---------- Supplied data ----------
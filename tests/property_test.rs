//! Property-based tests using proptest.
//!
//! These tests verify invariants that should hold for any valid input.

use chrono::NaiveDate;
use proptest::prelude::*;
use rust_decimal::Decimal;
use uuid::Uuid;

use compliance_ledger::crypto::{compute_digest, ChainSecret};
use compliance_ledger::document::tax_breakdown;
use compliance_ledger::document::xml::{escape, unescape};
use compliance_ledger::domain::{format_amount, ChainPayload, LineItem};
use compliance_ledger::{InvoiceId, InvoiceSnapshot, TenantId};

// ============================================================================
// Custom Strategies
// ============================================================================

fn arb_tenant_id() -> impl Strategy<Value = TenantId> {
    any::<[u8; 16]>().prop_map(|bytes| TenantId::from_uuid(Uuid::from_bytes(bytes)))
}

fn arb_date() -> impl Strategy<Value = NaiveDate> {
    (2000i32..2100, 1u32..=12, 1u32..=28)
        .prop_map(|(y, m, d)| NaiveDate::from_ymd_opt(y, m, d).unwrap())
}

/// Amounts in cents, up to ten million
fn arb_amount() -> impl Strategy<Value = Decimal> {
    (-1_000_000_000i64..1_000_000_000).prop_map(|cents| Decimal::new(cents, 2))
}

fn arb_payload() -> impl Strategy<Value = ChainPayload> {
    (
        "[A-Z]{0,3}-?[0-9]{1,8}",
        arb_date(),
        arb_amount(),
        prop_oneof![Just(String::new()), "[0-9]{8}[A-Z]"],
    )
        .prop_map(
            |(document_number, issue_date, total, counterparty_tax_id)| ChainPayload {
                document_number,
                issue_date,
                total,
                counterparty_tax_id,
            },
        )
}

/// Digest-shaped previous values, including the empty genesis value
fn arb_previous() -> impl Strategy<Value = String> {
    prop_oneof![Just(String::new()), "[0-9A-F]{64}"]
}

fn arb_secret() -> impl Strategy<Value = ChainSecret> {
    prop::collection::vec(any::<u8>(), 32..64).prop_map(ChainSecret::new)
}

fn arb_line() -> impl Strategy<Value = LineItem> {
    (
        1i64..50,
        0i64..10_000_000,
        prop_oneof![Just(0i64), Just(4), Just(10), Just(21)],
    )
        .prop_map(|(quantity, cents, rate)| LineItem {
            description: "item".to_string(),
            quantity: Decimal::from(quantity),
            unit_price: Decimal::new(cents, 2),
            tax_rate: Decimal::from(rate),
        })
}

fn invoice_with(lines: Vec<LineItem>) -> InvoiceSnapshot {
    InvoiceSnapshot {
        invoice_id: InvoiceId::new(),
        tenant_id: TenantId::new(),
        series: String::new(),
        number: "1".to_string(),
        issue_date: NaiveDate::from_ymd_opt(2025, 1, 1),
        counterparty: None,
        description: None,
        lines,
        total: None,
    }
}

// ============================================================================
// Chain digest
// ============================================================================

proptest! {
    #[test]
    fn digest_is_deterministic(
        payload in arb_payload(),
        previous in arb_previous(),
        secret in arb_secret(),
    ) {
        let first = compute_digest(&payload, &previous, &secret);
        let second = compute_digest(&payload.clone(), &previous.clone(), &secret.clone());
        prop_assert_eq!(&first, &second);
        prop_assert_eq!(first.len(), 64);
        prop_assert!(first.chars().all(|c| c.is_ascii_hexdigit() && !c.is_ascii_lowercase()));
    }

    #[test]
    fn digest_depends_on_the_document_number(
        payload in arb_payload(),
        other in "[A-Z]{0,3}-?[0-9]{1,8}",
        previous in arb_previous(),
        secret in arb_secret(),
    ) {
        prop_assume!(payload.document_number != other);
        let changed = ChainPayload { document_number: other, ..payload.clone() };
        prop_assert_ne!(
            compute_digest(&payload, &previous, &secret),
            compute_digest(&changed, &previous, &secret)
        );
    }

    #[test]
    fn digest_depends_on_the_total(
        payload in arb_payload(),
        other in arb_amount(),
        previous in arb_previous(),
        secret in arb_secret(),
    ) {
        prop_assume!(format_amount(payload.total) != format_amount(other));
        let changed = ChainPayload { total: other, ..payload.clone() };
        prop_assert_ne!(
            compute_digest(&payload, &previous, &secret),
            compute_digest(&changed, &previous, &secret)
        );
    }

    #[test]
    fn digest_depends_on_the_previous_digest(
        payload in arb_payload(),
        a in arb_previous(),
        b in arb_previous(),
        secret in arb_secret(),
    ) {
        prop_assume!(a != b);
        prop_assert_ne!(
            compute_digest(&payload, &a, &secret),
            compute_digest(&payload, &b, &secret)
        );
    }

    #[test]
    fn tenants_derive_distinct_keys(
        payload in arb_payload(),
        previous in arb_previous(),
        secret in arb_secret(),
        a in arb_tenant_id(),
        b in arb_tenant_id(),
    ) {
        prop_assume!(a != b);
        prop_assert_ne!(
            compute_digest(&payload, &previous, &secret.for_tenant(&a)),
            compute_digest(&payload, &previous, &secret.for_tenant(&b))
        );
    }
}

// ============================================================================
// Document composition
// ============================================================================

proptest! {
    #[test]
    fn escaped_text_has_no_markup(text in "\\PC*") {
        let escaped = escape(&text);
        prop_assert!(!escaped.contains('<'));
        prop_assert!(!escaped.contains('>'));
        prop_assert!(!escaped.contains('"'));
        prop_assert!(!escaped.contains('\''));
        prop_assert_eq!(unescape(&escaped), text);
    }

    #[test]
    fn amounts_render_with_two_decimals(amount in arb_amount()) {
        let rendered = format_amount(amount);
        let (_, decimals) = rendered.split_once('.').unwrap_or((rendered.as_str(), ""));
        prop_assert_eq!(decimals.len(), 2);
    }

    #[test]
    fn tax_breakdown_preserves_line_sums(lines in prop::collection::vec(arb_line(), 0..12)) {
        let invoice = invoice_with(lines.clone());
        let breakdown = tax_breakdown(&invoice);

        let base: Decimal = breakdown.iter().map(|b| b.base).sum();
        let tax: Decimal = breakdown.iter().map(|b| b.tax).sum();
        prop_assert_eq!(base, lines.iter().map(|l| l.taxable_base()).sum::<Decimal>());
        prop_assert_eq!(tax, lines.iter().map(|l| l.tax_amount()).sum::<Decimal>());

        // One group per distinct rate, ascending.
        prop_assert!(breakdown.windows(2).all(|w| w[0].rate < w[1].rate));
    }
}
----------
Work order
When you write out the listing, keep every line exactly as it is above.

Result of this task
filename tests/property_test.rs
//! Property-based tests using proptest.
//!
//! These tests verify invariants that should hold for any valid input.

use chrono::NaiveDate;
use proptest::prelude::*;
use rust_decimal::Decimal;
use uuid::Uuid;

use compliance_ledger::crypto::{compute_digest, ChainSecret};
use compliance_ledger::document::tax_breakdown;
use compliance_ledger::document::xml::{escape, unescape};
use compliance_ledger::domain::{format_amount, ChainPayload, LineItem};
use compliance_ledger::{InvoiceId, InvoiceSnapshot, TenantId};

// ============================================================================
// Custom Strategies
// ============================================================================

fn arb_tenant_id() -> impl Strategy<Value = TenantId> {
    any::<[u8; 16]>().prop_map(|bytes| TenantId::from_uuid(Uuid::from_bytes(bytes)))
}

fn arb_date() -> impl Strategy<Value = NaiveDate> {
    (2000i32..2100, 1u32..=12, 1u32..=28)
        .prop_map(|(y, m, d)| NaiveDate::from_ymd_opt(y, m, d).unwrap())
}

/// Amounts in cents, up to ten million
fn arb_amount() -> impl Strategy<Value = Decimal> {
    (-1_000_000_000i64..1_000_000_000).prop_map(|cents| Decimal::new(cents, 2))
}

fn arb_payload() -> impl Strategy<Value = ChainPayload> {
    (
        "[A-Z]{0,3}-?[0-9]{1,8}",
        arb_date(),
        arb_amount(),
        prop_oneof![Just(String::new()), "[0-9]{8}[A-Z]"],
    )
        .prop_map(
            |(document_number, issue_date, total, counterparty_tax_id)| ChainPayload {
                document_number,
                issue_date,
                total,
                counterparty_tax_id,
            },
        )
}

/// Digest-shaped previous values, including the empty genesis value
fn arb_previous() -> impl Strategy<Value = String> {
    prop_oneof![Just(String::new()), "[0-9A-F]{64}"]
}

fn arb_secret() -> impl Strategy<Value = ChainSecret> {
    prop::collection::vec(any::<u8>(), 32..64).prop_map(ChainSecret::new)
}

fn arb_line() -> impl Strategy<Value = LineItem> {
    (
        1i64..50,
        0i64..10_000_000,
        prop_oneof![Just(0i64), Just(4), Just(10), Just(21)],
    )
        .prop_map(|(quantity, cents, rate)| LineItem {
            description: "item".to_string(),
            quantity: Decimal::from(quantity),
            unit_price: Decimal::new(cents, 2),
            tax_rate: Decimal::from(rate),
        })
}

fn invoice_with(lines: Vec<LineItem>) -> InvoiceSnapshot {
    InvoiceSnapshot {
        invoice_id: InvoiceId::new(),
        tenant_id: TenantId::new(),
        series: String::new(),
        number: "1".to_string(),
        issue_date: NaiveDate::from_ymd_opt(2025, 1, 1),
        counterparty: None,
        description: None,
        lines,
        total: None,
    }
}

// ============================================================================
// Chain digest
// ============================================================================

proptest! {
    #[test]
    fn digest_is_deterministic(
        payload in arb_payload(),
        previous in arb_previous(),
        secret in arb_secret(),
    ) {
        let first = compute_digest(&payload, &previous, &secret);
        let second = compute_digest(&payload.clone(), &previous.clone(), &secret.clone());
        prop_assert_eq!(&first, &second);
        prop_assert_eq!(first.len(), 64);
        prop_assert!(first.chars().all(|c| c.is_ascii_hexdigit() && !c.is_ascii_lowercase()));
    }

    #[test]
    fn digest_depends_on_the_document_number(
        payload in arb_payload(),
        other in "[A-Z]{0,3}-?[0-9]{1,8}",
        previous in arb_previous(),
        secret in arb_secret(),
    ) {
        prop_assume!(payload.document_number != other);
        let changed = ChainPayload { document_number: other, ..payload.clone() };
        prop_assert_ne!(
            compute_digest(&payload, &previous, &secret),
            compute_digest(&changed, &previous, &secret)
        );
    }

    #[test]
    fn digest_depends_on_the_total(
        payload in arb_payload(),
        other in arb_amount(),
        previous in arb_previous(),
        secret in arb_secret(),
    ) {
        prop_assume!(format_amount(payload.total) != format_amount(other));
        let changed = ChainPayload { total: other, ..payload.clone() };
        prop_assert_ne!(
            compute_digest(&payload, &previous, &secret),
            compute_digest(&changed, &previous, &secret)
        );
    }

    #[test]
    fn digest_depends_on_the_previous_digest(
        payload in arb_payload(),
        a in arb_previous(),
        b in arb_previous(),
        secret in arb_secret(),
    ) {
        prop_assume!(a != b);
        prop_assert_ne!(
            compute_digest(&payload, &a, &secret),
            compute_digest(&payload, &b, &secret)
        );
    }

    #[test]
    fn tenants_derive_distinct_keys(
        payload in arb_payload(),
        previous in arb_previous(),
        secret in arb_secret(),
        a in arb_tenant_id(),
        b in arb_tenant_id(),
    ) {
        prop_assume!(a != b);
        prop_assert_ne!(
            compute_digest(&payload, &previous, &secret.for_tenant(&a)),
            compute_digest(&payload, &previous, &secret.for_tenant(&b))
        );
    }
}

// ============================================================================
// Document composition
// ============================================================================

proptest! {
    #[test]
    fn escaped_text_has_no_markup(text in "\\PC*") {
        let escaped = escape(&text);
        prop_assert!(!escaped.contains('<'));
        prop_assert!(!escaped.contains('>'));
        prop_assert!(!escaped.contains('"'));
        prop_assert!(!escaped.contains('\''));
        prop_assert_eq!(unescape(&escaped), text);
    }

    #[test]
    fn amounts_render_with_two_decimals(amount in arb_amount()) {
        let rendered = format_amount(amount);
        let (_, decimals) = rendered.split_once('.').unwrap_or((rendered.as_str(), ""));
        prop_assert_eq!(decimals.len(), 2);
    }

    #[test]
    fn tax_breakdown_preserves_line_sums(lines in prop::collection::vec(arb_line(), 0..12)) {
        let invoice = invoice_with(lines.clone());
        let breakdown = tax_breakdown(&invoice);

        let base: Decimal = breakdown.iter().map(|b| b.base).sum();
        let tax: Decimal = breakdown.iter().map(|b| b.tax).sum();
        prop_assert_eq!(base, lines.iter().map(|l| l.taxable_base()).sum::<Decimal>());
        prop_assert_eq!(tax, lines.iter().map(|l| l.tax_amount()).sum::<Decimal>());

        // One group per distinct rate, ascending.
        prop_assert!(breakdown.windows(2).all(|w| w[0].rate < w[1].rate));
    }
}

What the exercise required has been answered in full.